Ann Downer

© 2010 Sarah Fishman

Ann Downer was born in Virginia and spent part of her childhood in the Philippines and in Thailand. She is the author of five fantasy novels for young readers and three previous books about science, including the award-winning Elephant Talk: The Surprising Science of Elephant Communication for Twenty-First Century Books. Her first picture book, Shark Baby, was published in 2013. She lives outside Boston, Massachusetts, with her husband and son. Their backyard is visited by woodchucks, skunks, and rabbits, but no bears—so far.


What was your favorite book when you were a child?

I can’t possibly pick one! I loved so many. The Little House books. Charlie and the Chocolate Factory. A Wrinkle in Time. A Wizard of Earthsea. A Wizard of Earthsea was the book that made me want to be a writer.

What’s your favorite line from a book?

That’s a very hard question. I’ll rephrase it as favorite first line, which is a little easier: “Alice was beginning to get very tired of sitting by her sister on the bank, and of having nothing to do: once or twice she had peeped into the book her sister was reading, but it had no pictures or conversations in it, ‘and what is the use of a book,’ thought Alice ‘without pictures or conversation?’” from Alice’s Adventures in Wonderland.

Who are your top three favorite authors or illustrators?

Ursula LeGuin, Madeleine L’Engle, and Lloyd Alexander.
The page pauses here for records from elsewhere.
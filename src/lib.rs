//! amq2api
//!
//! 把 Anthropic Messages 与 OpenAI Chat Completions 请求转换为 Amazon Q
//! 流式后端调用，并在多个后端账号之间调度。

pub mod config;
pub mod credential;
pub mod database;
pub mod error;
pub mod gateway;
pub mod logger;
pub mod models;
pub mod pool;
pub mod providers;
pub mod resilience;
pub mod server;
pub mod stream;
pub mod telemetry;
pub mod translator;

pub use config::Config;
pub use error::GatewayError;
pub use gateway::{Gateway, GatewayResponse};
//! 流式处理层
//!
//! 提供统一的流式数据处理能力，包括：
//! - 事件类型定义 (events)
//! - 后端事件流解码 (parsers)
//! - 后端帧到规范化事件的翻译 (translator)
//! - 前端流格式生成 (generators) 与非流式聚合 (aggregate)
//!
//! # 架构设计
//!
//! ```text
//! AWS Event Stream ──> [EventStreamDecoder] ──> BackendEventFrame
//!                  ──> [EventTranslator] ──> CanonicalStreamEvent
//!                  ──> [AnthropicSseGenerator | OpenAiSseGenerator | ResponseAggregator]
//! ```

pub mod aggregate;
pub mod events;
pub mod generators;
pub mod parsers;
pub mod pipeline;
pub mod translator;

// 重新导出核心类型
pub use aggregate::{AggregatedBlock, AggregatedResponse, ResponseAggregator};
pub use events::{CanonicalStreamEvent, StopReason, StreamErrorKind};
pub use generators::{AnthropicSseGenerator, OpenAiSseGenerator};
pub use parsers::{BackendEventFrame, DecodeError, EventStreamDecoder};
pub use pipeline::{canonical_events, stream_failure, ByteStream, FrontendType, SseGenerator};
pub use translator::EventTranslator;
Illustators: John Tenniel’s illustrations for the original Alice’s Adventures in Wonderland, William Wallace Denslow’s illustrations for L. Frank Baum’s Oz books, and then a tie for third place (is that cheating?) between Peggy Bacon’s illustrations for The Ghost of Opalina and Fritz Eichenberg’s lovely images of Lilliputians in T. H. White’s Mistress Masham’s Repose.
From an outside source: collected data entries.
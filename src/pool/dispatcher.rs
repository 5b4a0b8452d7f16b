//! 账号池调度
//!
//! 选择规则：
//! - 账号启用，健康状态为 Healthy 或 Recovering（且没有进行中的探测），当前窗口未达到限额
//! - 当前窗口计数最少的优先，计数相同时按轮询指针顺序
//! - 没有可用账号时返回 `PoolExhausted`
//!
//! 候选账号在快照上排序，真正占用前在账号锁内重新检查资格，
//! 因此并发请求不会超过任何账号的限额，也不会同时放行两个探测请求。

use std::sync::atomic::{AtomicUsize, Ordering};
use std::sync::Arc;

use dashmap::DashMap;
use parking_lot::{Mutex, RwLock};
use serde::Serialize;

use crate::config::{AccountConfig, PoolConfig};
use crate::credential::RefreshObserver;
use crate::database::{AccountStore, StoreError};
use crate::error::GatewayError;
use crate::models::{AccountCredentials, AccountIdentity, AccountStatus};

use super::clock::Clock;
use super::health::{HealthPolicy, HealthState};

type AccountHandle = Arc<Mutex<AccountIdentity>>;

/// 账号池状态汇总
#[derive(Debug, Clone, Default, PartialEq, Eq, Serialize)]
pub struct PoolSummary {
    pub total: usize,
    pub healthy: usize,
    pub throttled: usize,
    pub unhealthy: usize,
    pub recovering: usize,
    pub inactive: usize,
}

/// 账号池
pub struct AccountPool {
    accounts: DashMap<String, AccountHandle>,
    /// 账号加入顺序，轮询按此顺序进行
    order: RwLock<Vec<String>>,
    cursor: AtomicUsize,
    store: Arc<dyn AccountStore>,
    clock: Arc<dyn Clock>,
    policy: HealthPolicy,
    window_secs: u64,
}

impl std::fmt::Debug for AccountPool {
    fn fmt(&self, f: &mut std::fmt::Formatter<'_>) -> std::fmt::Result {
        f.debug_struct("AccountPool")
            .field("accounts", &self.order.read().len())
            .field("policy", &self.policy)
            .field("window_secs", &self.window_secs)
            .finish()
    }
}

impl AccountPool {
    pub fn new(config: &PoolConfig, store: Arc<dyn AccountStore>, clock: Arc<dyn Clock>) -> Self {
        Self {
            accounts: DashMap::new(),
            order: RwLock::new(Vec::new()),
            cursor: AtomicUsize::new(0),
            store,
            clock,
            policy: HealthPolicy::from(config),
            window_secs: config.window_secs,
        }
    }

    /// 加载配置中的账号
    ///
    /// 存储中已有同 ID 账号时保留其健康状态、限流计数和累计用量，
    /// 凭证、限额和启用状态以配置为准。
    pub fn load_accounts(
        &self,
        configs: &[AccountConfig],
        default_rpm: u32,
    ) -> Result<usize, StoreError> {
        let now = self.clock.now();
        for config in configs {
            let mut account = AccountIdentity::from_config(config, default_rpm, now);
            if let Some(stored) = self.store.get_account(&config.id)? {
                account.health = stored.health;
                account.rate = stored.rate;
                account.usage = stored.usage;
                account.created_at = stored.created_at;
            }
            self.add_account(account)?;
        }
        tracing::info!("[POOL] 已加载 {} 个账号", configs.len());
        Ok(configs.len())
    }

    /// 添加账号（同 ID 覆盖）
    pub fn add_account(&self, account: AccountIdentity) -> Result<(), StoreError> {
        self.store.update_account(&account)?;
        let id = account.id.clone();
        let is_new = self
            .accounts
            .insert(id.clone(), Arc::new(Mutex::new(account)))
            .is_none();
        if is_new {
            self.order.write().push(id);
        }
        Ok(())
    }

    /// 账号快照
    pub fn account(&self, id: &str) -> Option<AccountIdentity> {
        let handle = self.handle(id)?;
        let account = handle.lock();
        Some(account.clone())
    }

    /// 所有账号的当前状态
    pub fn statuses(&self) -> Vec<(String, AccountStatus)> {
        let now = self.clock.now();
        self.order
            .read()
            .iter()
            .filter_map(|id| {
                let handle = self.handle(id)?;
                let account = handle.lock();
                Some((id.clone(), account.status(now, self.window_secs)))
            })
            .collect()
    }

    /// 状态汇总
    pub fn summary(&self) -> PoolSummary {
        let mut summary = PoolSummary::default();
        for (_, status) in self.statuses() {
            summary.total += 1;
            match status {
                AccountStatus::Healthy => summary.healthy += 1,
                AccountStatus::Throttled => summary.throttled += 1,
                AccountStatus::Unhealthy => summary.unhealthy += 1,
                AccountStatus::Recovering => summary.recovering += 1,
                AccountStatus::Inactive => summary.inactive += 1,
            }
        }
        summary
    }

    /// 选择一个账号并占用一个请求位
    pub fn acquire(self: &Arc<Self>) -> Result<AccountLease, GatewayError> {
        let now = self.clock.now();
        let ids = self.order.read().clone();
        if ids.is_empty() {
            return Err(GatewayError::PoolExhausted);
        }
        let n = ids.len();
        let start = self.cursor.fetch_add(1, Ordering::Relaxed) % n;

        let mut candidates: Vec<(u32, usize, AccountHandle)> = Vec::with_capacity(n);
        for (i, id) in ids.iter().enumerate() {
            let Some(handle) = self.handle(id) else {
                continue;
            };
            let mut account = handle.lock();
            if account.health.refresh(now) {
                tracing::info!("[POOL] 账号 {} 冷却结束，进入恢复状态", account.id);
                self.persist(&account);
            }
            if !account.is_active || !account.health.is_selectable() {
                continue;
            }
            if account
                .rate
                .is_throttled(now, self.window_secs, account.requests_per_minute)
            {
                tracing::debug!("[POOL] 账号 {} 已达到本窗口限额，跳过", account.id);
                continue;
            }
            let count = account.rate.current_count(now, self.window_secs);
            let offset = (i + n - start) % n;
            drop(account);
            candidates.push((count, offset, handle));
        }
        candidates.sort_by_key(|(count, offset, _)| (*count, *offset));

        for (_, _, handle) in candidates {
            let mut account = handle.lock();
            if !account.is_active || !account.health.is_selectable() {
                continue;
            }
            let limit = account.requests_per_minute;
            let Some(window_index) = account.rate.try_acquire(now, self.window_secs, limit) else {
                continue;
            };
            let probe = account.health.begin_probe();
            self.persist(&account);

            tracing::debug!(
                "[POOL] 选择账号 {} (窗口计数 {}/{}, 探测={})",
                account.id,
                account.rate.count,
                limit,
                probe
            );
            return Ok(AccountLease {
                pool: Arc::clone(self),
                account_id: account.id.clone(),
                credentials: account.credentials.clone(),
                window_index,
                probe,
                settled: false,
            });
        }

        tracing::warn!("[POOL] 没有可用账号 (共 {} 个)", n);
        Err(GatewayError::PoolExhausted)
    }

    fn handle(&self, id: &str) -> Option<AccountHandle> {
        self.accounts.get(id).map(|entry| Arc::clone(entry.value()))
    }

    /// 在账号锁内修改并同步写入存储
    fn update<F>(&self, id: &str, f: F)
    where
        F: FnOnce(&mut AccountIdentity),
    {
        let Some(handle) = self.handle(id) else {
            tracing::warn!("[POOL] 账号不存在: {}", id);
            return;
        };
        let mut account = handle.lock();
        f(&mut account);
        self.persist(&account);
    }

    fn persist(&self, account: &AccountIdentity) {
        if let Err(e) = self.store.update_account(account) {
            tracing::error!("[POOL] 写入账号 {} 失败: {}", account.id, e);
        }
    }

    fn settle_success(&self, id: &str, input_tokens: u32, output_tokens: u32) {
        let now = self.clock.now();
        self.update(id, |account| {
            if matches!(account.health.state(), HealthState::Recovering { .. }) {
                tracing::info!("[POOL] 账号 {} 探测成功，恢复健康", account.id);
            }
            account.health.record_success(now);
            account.usage.record(input_tokens, output_tokens, now);
        });
    }

    fn settle_failure(&self, id: &str, error: &GatewayError) {
        let now = self.clock.now();
        let policy = self.policy;
        self.update(id, |account| {
            if error.is_account_fault() {
                let reason = error.to_string();
                if account.health.record_failure(now, &reason, &policy) {
                    tracing::warn!(
                        "[POOL] 账号 {} 标记为不健康 (连续错误 {} 次)，冷却至 {:?}: {}",
                        account.id,
                        account.health.consecutive_errors,
                        account.health.cooldown_until(),
                        reason
                    );
                }
            } else {
                account.health.abort_probe();
            }
        });
    }

    fn settle_cancel(&self, id: &str, window_index: i64) {
        self.update(id, |account| {
            account.rate.release(window_index);
            account.health.abort_probe();
            tracing::debug!("[POOL] 账号 {} 的请求被取消，释放请求位", account.id);
        });
    }
}

impl RefreshObserver for AccountPool {
    fn on_refresh_success(&self, account_id: &str, rotated_refresh_token: Option<&str>) {
        self.update(account_id, |account| {
            account.health.record_refresh_success();
            if let Some(token) = rotated_refresh_token {
                account.credentials.refresh_token = token.to_string();
            }
        });
    }

    fn on_refresh_failure(&self, account_id: &str, reason: &str) {
        let now = self.clock.now();
        let policy = self.policy;
        self.update(account_id, |account| {
            if account.health.record_refresh_failure(now, reason, &policy) {
                tracing::warn!(
                    "[POOL] 账号 {} 凭证刷新连续失败 {} 次，标记为不健康",
                    account.id,
                    account.health.consecutive_refresh_failures
                );
            }
        });
    }
}

/// 账号租约
///
/// 代表一次已占用的请求位。`complete` / `fail` 记录结果；
/// 未结算就被丢弃（客户端断开）时释放恰好一个请求位。
pub struct AccountLease {
    pool: Arc<AccountPool>,
    account_id: String,
    credentials: AccountCredentials,
    window_index: i64,
    probe: bool,
    settled: bool,
}

impl std::fmt::Debug for AccountLease {
    fn fmt(&self, f: &mut std::fmt::Formatter<'_>) -> std::fmt::Result {
        f.debug_struct("AccountLease")
            .field("account_id", &self.account_id)
            .field("window_index", &self.window_index)
            .field("probe", &self.probe)
            .field("settled", &self.settled)
            .finish()
    }
}

impl AccountLease {
    pub fn account_id(&self) -> &str {
        &self.account_id
    }

    pub fn credentials(&self) -> &AccountCredentials {
        &self.credentials
    }

    /// 是否为恢复探测请求
    pub fn is_probe(&self) -> bool {
        self.probe
    }

    /// 请求成功
    pub fn complete(mut self, input_tokens: u32, output_tokens: u32) {
        self.settled = true;
        self.pool
            .settle_success(&self.account_id, input_tokens, output_tokens);
    }

    /// 请求失败
    pub fn fail(mut self, error: &GatewayError) {
        self.settled = true;
        self.pool.settle_failure(&self.account_id, error);
    }
}

impl Drop for AccountLease {
    fn drop(&mut self) {
        if !self.settled {
            self.settled = true;
            self.pool.settle_cancel(&self.account_id, self.window_index);
        }
    }
}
Why did you want to become an author or illustrator?

I had some characters inside me who needed to tell their stories.

Do you have any advice for future authors or illustrators?

Read. There is no better way to open the door to being a good writer than by reading voraciously. Allow yourself to make mistakes in your writing, and then learn to correct them. And don’t forget to go out into the world with open eyes, open ears, and an open mind and observe all you can about the world and the way people talk, move, and act.